Data supplied START

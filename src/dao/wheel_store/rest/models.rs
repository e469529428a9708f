//! Wire models for the remote state table and its optional procedures.

use serde::{Deserialize, Serialize};
use serde_json::Value;

/// Table holding one state row per application id.
pub const STATE_TABLE: &str = "wheel_state";
/// Atomic server-side spin procedure.
pub const SPIN_PROCEDURE: &str = "spin_once";
/// Atomic server-side completion procedure.
pub const SUBMIT_PROCEDURE: &str = "submit_completion_once";

/// Row shape of the state table: the whole document in one field.
#[derive(Debug, Serialize)]
pub struct StateRow {
    /// Application id keying the row.
    pub id: String,
    /// Entire canonical document.
    pub state: Value,
}

/// Projection returned by `select=state` queries.
#[derive(Debug, Deserialize)]
pub struct StateCell {
    /// Entire canonical document.
    pub state: Value,
}

/// Payload returned by the `spin_once` procedure.
#[derive(Debug, Default, Deserialize)]
pub struct SpinProcedureRow {
    /// Server-side failure, when set.
    #[serde(default)]
    pub error: Option<String>,
    /// Winning option name; `None`/empty means the pool was empty.
    #[serde(default)]
    pub winner_name: Option<String>,
    /// Winning option description.
    #[serde(default)]
    pub winner_description: Option<String>,
    /// Pool labels used for the spin.
    #[serde(default)]
    pub labels_for_spin: Option<Vec<String>>,
    /// Identifier issued to the spin.
    #[serde(default)]
    pub spin_id: Option<u64>,
}

/// Payload returned by the `submit_completion_once` procedure.
#[derive(Debug, Default, Deserialize)]
pub struct SubmitProcedureRow {
    /// Server-side failure, when set.
    #[serde(default)]
    pub error: Option<String>,
    /// Whether the completion was recorded.
    #[serde(default)]
    pub ok: Option<bool>,
    /// Outcome message for the caller.
    #[serde(default)]
    pub message: Option<String>,
}
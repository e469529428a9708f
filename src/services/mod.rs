/// Completion engine recording team submissions.
pub mod completion_service;
/// OpenAPI documentation generation.
pub mod documentation;
/// Result email construction and the transport seam.
pub mod email_service;
/// Health check service.
pub mod health_service;
/// Option registration, reset, and read projections.
pub mod option_service;
/// Spin engine selecting uniformly among available options.
pub mod spin_service;
/// Backend routing and session-scoped sync state.
pub mod sync_service;
/// Sync diagnostics endpoints.
pub mod sync_status_service;
/// Canonical shared-state document definitions.
pub mod models;
/// Repair of raw persisted documents into valid state.
pub mod normalize;
/// Storage abstraction layer shared by both backends.
pub mod storage;
/// Wheel state storage backends (local file and remote table).
pub mod wheel_store;
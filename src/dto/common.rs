use serde::Serialize;
use utoipa::ToSchema;

use crate::dao::models::ActionReply;

/// Structured outcome of a business operation.
///
/// `ok = false` is an expected rejection (duplicate name, duplicate
/// submission), not a transport failure.
#[derive(Debug, Serialize, ToSchema)]
pub struct ActionResponse {
    /// Whether the operation was accepted.
    pub ok: bool,
    /// Human-readable outcome message.
    pub message: String,
}

impl From<ActionReply> for ActionResponse {
    fn from(reply: ActionReply) -> Self {
        Self {
            ok: reply.ok,
            message: reply.message,
        }
    }
}
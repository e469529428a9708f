//! Backend routing between the remote table and the local file.
//!
//! The coordinator is the single decision point for which store answers a
//! call. All session flags live in an explicit [`SyncSession`] owned by the
//! coordinator, so independent sessions (and tests) never share state.

use std::sync::Mutex as StdMutex;
use std::sync::atomic::{AtomicBool, Ordering};

use tokio::sync::{Mutex, MutexGuard};
use tracing::warn;

use crate::{
    dao::{
        models::WheelState,
        wheel_store::{local::LocalWheelStore, rest::RestWheelStore},
    },
    error::ServiceError,
};

/// Which store answered the most recent call. Informational.
#[derive(Debug, Clone, Copy, PartialEq, Eq)]
pub enum SyncBackend {
    /// The locked local file.
    Local,
    /// The remote state table.
    Remote,
}

impl SyncBackend {
    /// Stable label used in diagnostics and responses.
    pub fn label(self) -> &'static str {
        match self {
            SyncBackend::Local => "local",
            SyncBackend::Remote => "remote",
        }
    }
}

/// Session-scoped sync flags: active backend, sticky fallback, capability
/// downgrades, and the pending user-facing warning (consumed on read).
#[derive(Debug)]
pub struct SyncSession {
    backend: StdMutex<SyncBackend>,
    force_local: AtomicBool,
    spin_procedure_enabled: AtomicBool,
    submit_procedure_enabled: AtomicBool,
    warning: StdMutex<Option<String>>,
}

impl Default for SyncSession {
    fn default() -> Self {
        Self {
            backend: StdMutex::new(SyncBackend::Local),
            force_local: AtomicBool::new(false),
            spin_procedure_enabled: AtomicBool::new(true),
            submit_procedure_enabled: AtomicBool::new(true),
            warning: StdMutex::new(None),
        }
    }
}

impl SyncSession {
    /// Backend that answered the most recent call.
    pub fn backend(&self) -> SyncBackend {
        *self.backend.lock().unwrap_or_else(|poisoned| poisoned.into_inner())
    }

    pub(crate) fn set_backend(&self, backend: SyncBackend) {
        *self
            .backend
            .lock()
            .unwrap_or_else(|poisoned| poisoned.into_inner()) = backend;
    }

    /// Sticky flag pinning the session to the local store after a remote
    /// failure; cleared by the next successful remote call.
    pub fn force_local(&self) -> bool {
        self.force_local.load(Ordering::Relaxed)
    }

    pub(crate) fn set_force_local(&self, value: bool) {
        self.force_local.store(value, Ordering::Relaxed);
    }

    /// Whether the atomic remote spin procedure is still considered present.
    pub fn spin_procedure_enabled(&self) -> bool {
        self.spin_procedure_enabled.load(Ordering::Relaxed)
    }

    /// Permanently (for this session) stop calling the spin procedure.
    pub fn disable_spin_procedure(&self) {
        self.spin_procedure_enabled.store(false, Ordering::Relaxed);
    }

    /// Whether the atomic remote completion procedure is still considered present.
    pub fn submit_procedure_enabled(&self) -> bool {
        self.submit_procedure_enabled.load(Ordering::Relaxed)
    }

    /// Permanently (for this session) stop calling the completion procedure.
    pub fn disable_submit_procedure(&self) {
        self.submit_procedure_enabled.store(false, Ordering::Relaxed);
    }

    /// Record a user-facing diagnostic, also logged.
    pub fn warn(&self, message: impl Into<String>) {
        let message = message.into();
        warn!(%message, "sync warning");
        *self
            .warning
            .lock()
            .unwrap_or_else(|poisoned| poisoned.into_inner()) = Some(message);
    }

    /// Take the pending warning, clearing it.
    pub fn take_warning(&self) -> Option<String> {
        self.warning
            .lock()
            .unwrap_or_else(|poisoned| poisoned.into_inner())
            .take()
    }
}

/// Single decision point for "which backend answers this call", plus the
/// process-wide gate serializing every read-modify-write cycle.
pub struct SyncCoordinator {
    local: LocalWheelStore,
    remote: Option<RestWheelStore>,
    session: SyncSession,
    op_gate: Mutex<()>,
}

impl SyncCoordinator {
    /// Build a coordinator over the local store and an optional remote store.
    pub fn new(local: LocalWheelStore, remote: Option<RestWheelStore>) -> Self {
        Self {
            local,
            remote,
            session: SyncSession::default(),
            op_gate: Mutex::new(()),
        }
    }

    /// Session flags owned by this coordinator.
    pub fn session(&self) -> &SyncSession {
        &self.session
    }

    /// The remote store when configured, regardless of the sticky flag.
    pub fn remote(&self) -> Option<&RestWheelStore> {
        self.remote.as_ref()
    }

    /// The remote store when configured and not pinned local.
    pub fn remote_if_active(&self) -> Option<&RestWheelStore> {
        if self.session.force_local() {
            return None;
        }
        self.remote.as_ref()
    }

    /// Serialize a read-modify-write cycle against concurrent mutations in
    /// this process. Held across load, mutation, and save.
    pub async fn lock_operations(&self) -> MutexGuard<'_, ()> {
        self.op_gate.lock().await
    }

    /// Load the canonical document from the active backend.
    ///
    /// Remote failure never raises here: it records a warning, pins the
    /// session local, and serves the local snapshot instead.
    pub async fn load(&self) -> Result<WheelState, ServiceError> {
        let Some(remote) = self.remote_if_active() else {
            self.session.set_backend(SyncBackend::Local);
            return Ok(self.local.load().await?);
        };

        match remote.load().await {
            Ok(state) => {
                self.session.set_backend(SyncBackend::Remote);
                self.session.set_force_local(false);
                Ok(state)
            }
            Err(err) => {
                self.session.set_backend(SyncBackend::Local);
                self.session.set_force_local(true);
                self.session.warn(format!(
                    "Cloud read unavailable ({err}). Showing local snapshot for now."
                ));
                Ok(self.local.load().await?)
            }
        }
    }

    /// Persist the canonical document through the active backend.
    ///
    /// A remote save failure raises: writing the local file instead would
    /// diverge the canonical record from what the cloud believes.
    pub async fn save(&self, state: WheelState) -> Result<(), ServiceError> {
        let Some(remote) = self.remote_if_active() else {
            self.session.set_backend(SyncBackend::Local);
            return Ok(self.local.save(state).await?);
        };

        match remote.save(state).await {
            Ok(()) => {
                self.session.set_backend(SyncBackend::Remote);
                self.session.set_force_local(false);
                Ok(())
            }
            Err(err) => {
                self.session.warn(format!(
                    "Cloud save failed ({err}). The change was not saved to the cloud."
                ));
                self.session.set_force_local(true);
                Err(ServiceError::RemoteSaveFailed(err))
            }
        }
    }

    /// Attempt a remote load regardless of the sticky flag; success clears
    /// it. This is the recovery path for a session pinned local.
    pub async fn probe_remote(&self) -> Result<WheelState, ServiceError> {
        let Some(remote) = self.remote.as_ref() else {
            return Err(ServiceError::RemoteUnconfigured);
        };

        let state = remote.load().await.map_err(ServiceError::Unavailable)?;
        self.session.set_force_local(false);
        self.session.set_backend(SyncBackend::Remote);
        Ok(state)
    }
}

#[cfg(test)]
mod tests {
    use super::*;
    use crate::dao::models::WheelOption;
    use crate::dao::wheel_store::rest::RestConfig;
    use tempfile::TempDir;

    fn local_only(dir: &TempDir) -> SyncCoordinator {
        let store = LocalWheelStore::new(dir.path().join("shared_state.json"));
        SyncCoordinator::new(store, None)
    }

    // Nothing listens on port 1, so every remote call fails to connect.
    fn unreachable_remote() -> RestWheelStore {
        RestWheelStore::connect(RestConfig::new("http://127.0.0.1:1", "test-key"))
            .expect("client")
    }

    #[tokio::test]
    async fn remote_load_failure_serves_local_snapshot_and_pins_local() {
        let dir = TempDir::new().expect("tempdir");
        let local = LocalWheelStore::new(dir.path().join("shared_state.json"));

        let mut seeded = WheelState::new_default();
        seeded.options.push(WheelOption {
            name: "Pizza".into(),
            description: String::new(),
            limit: 2,
            remaining: 2,
        });
        local.save(seeded).await.expect("seed");

        let coordinator = SyncCoordinator::new(local, Some(unreachable_remote()));

        let state = coordinator.load().await.expect("load");
        assert_eq!(state.options.len(), 1);
        assert_eq!(state.options[0].name, "Pizza");

        assert!(coordinator.session().force_local());
        assert_eq!(coordinator.session().backend(), SyncBackend::Local);
        let warning = coordinator.session().take_warning().expect("warning");
        assert!(warning.contains("Cloud read unavailable"));

        // The pinned session stops offering the remote store.
        assert!(coordinator.remote_if_active().is_none());
    }

    #[tokio::test]
    async fn remote_save_failure_raises_and_pins_local() {
        let dir = TempDir::new().expect("tempdir");
        let local = LocalWheelStore::new(dir.path().join("shared_state.json"));
        local.save(WheelState::new_default()).await.expect("seed");

        let coordinator = SyncCoordinator::new(local, Some(unreachable_remote()));

        let mut state = WheelState::new_default();
        state.spin_id = 9;
        let result = coordinator.save(state).await;
        assert!(matches!(result, Err(ServiceError::RemoteSaveFailed(_))));

        assert!(coordinator.session().force_local());
        let warning = coordinator.session().take_warning().expect("warning");
        assert!(warning.contains("Cloud save failed"));

        // The rejected change was not written to the local file either.
        let local_state = coordinator.load().await.expect("load");
        assert_eq!(local_state.spin_id, 0);
    }

    #[tokio::test]
    async fn local_only_routing_records_local_backend() {
        let dir = TempDir::new().expect("tempdir");
        let coordinator = local_only(&dir);

        let state = coordinator.load().await.expect("load");
        assert_eq!(coordinator.session().backend(), SyncBackend::Local);
        coordinator.save(state).await.expect("save");
        assert_eq!(coordinator.session().backend(), SyncBackend::Local);
    }

    #[tokio::test]
    async fn probe_without_remote_config_is_rejected() {
        let dir = TempDir::new().expect("tempdir");
        let coordinator = local_only(&dir);

        let result = coordinator.probe_remote().await;
        assert!(matches!(result, Err(ServiceError::RemoteUnconfigured)));
    }

    #[test]
    fn warning_is_consumed_on_read() {
        let session = SyncSession::default();
        session.warn("cloud hiccup");
        assert_eq!(session.take_warning().as_deref(), Some("cloud hiccup"));
        assert_eq!(session.take_warning(), None);
    }

    #[test]
    fn sessions_do_not_share_flags() {
        let first = SyncSession::default();
        let second = SyncSession::default();

        first.set_force_local(true);
        first.disable_spin_procedure();

        assert!(first.force_local());
        assert!(!first.spin_procedure_enabled());
        assert!(!second.force_local());
        assert!(second.spin_procedure_enabled());
    }

    #[test]
    fn pinned_session_hides_the_remote_store() {
        let dir = TempDir::new().expect("tempdir");
        let coordinator = local_only(&dir);

        // No remote configured at all.
        assert!(coordinator.remote_if_active().is_none());
        coordinator.session().set_force_local(true);
        assert!(coordinator.remote_if_active().is_none());
    }
}
/// Default application id keying the shared state row.
const DEFAULT_APP_ID: &str = "limited-use-spinner";

/// Runtime configuration describing how to reach the remote state table.
#[derive(Debug, Clone)]
pub struct RestConfig {
    /// Base URL of the REST gateway, without a trailing slash.
    pub base_url: String,
    /// API key sent as both `apikey` and bearer token.
    pub api_key: String,
    /// Application id identifying this wheel's state row.
    pub app_id: String,
}

impl RestConfig {
    /// Construct a configuration from explicit URL and key.
    pub fn new(base_url: impl Into<String>, api_key: impl Into<String>) -> Self {
        Self {
            base_url: base_url.into(),
            api_key: api_key.into(),
            app_id: DEFAULT_APP_ID.to_string(),
        }
    }

    /// Override the application id.
    pub fn with_app_id(mut self, app_id: impl Into<String>) -> Self {
        let app_id = app_id.into();
        if !app_id.trim().is_empty() {
            self.app_id = app_id.trim().to_string();
        }
        self
    }

    /// Build a configuration from the environment.
    ///
    /// Returns `None` when remote sync is not configured; the application
    /// then runs against the local store only.
    pub fn from_env() -> Option<Self> {
        let base_url = non_empty_env("SYNC_REST_URL")?;
        let api_key = non_empty_env("SYNC_REST_KEY")?;

        let mut config = Self::new(base_url, api_key);
        if let Some(app_id) = non_empty_env("SYNC_APP_ID") {
            config = config.with_app_id(app_id);
        }
        Some(config)
    }
}

fn non_empty_env(var: &str) -> Option<String> {
    std::env::var(var)
        .ok()
        .map(|value| value.trim().to_string())
        .filter(|value| !value.is_empty())
}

Data supplied END

> [Work instructions] Beginning at the opening line of the data, transcribe each line exactly until you reach the line with "per application id.", which you also include, and go no further.

> [Output of the exercise]
filename src/dao/wheel_store/rest/models.rs
repository e469529428a9708f
//! Wire models for the remote state table and its optional procedures.

use serde::{Deserialize, Serialize};
use serde_json::Value;

/// Table holding one state row per application id.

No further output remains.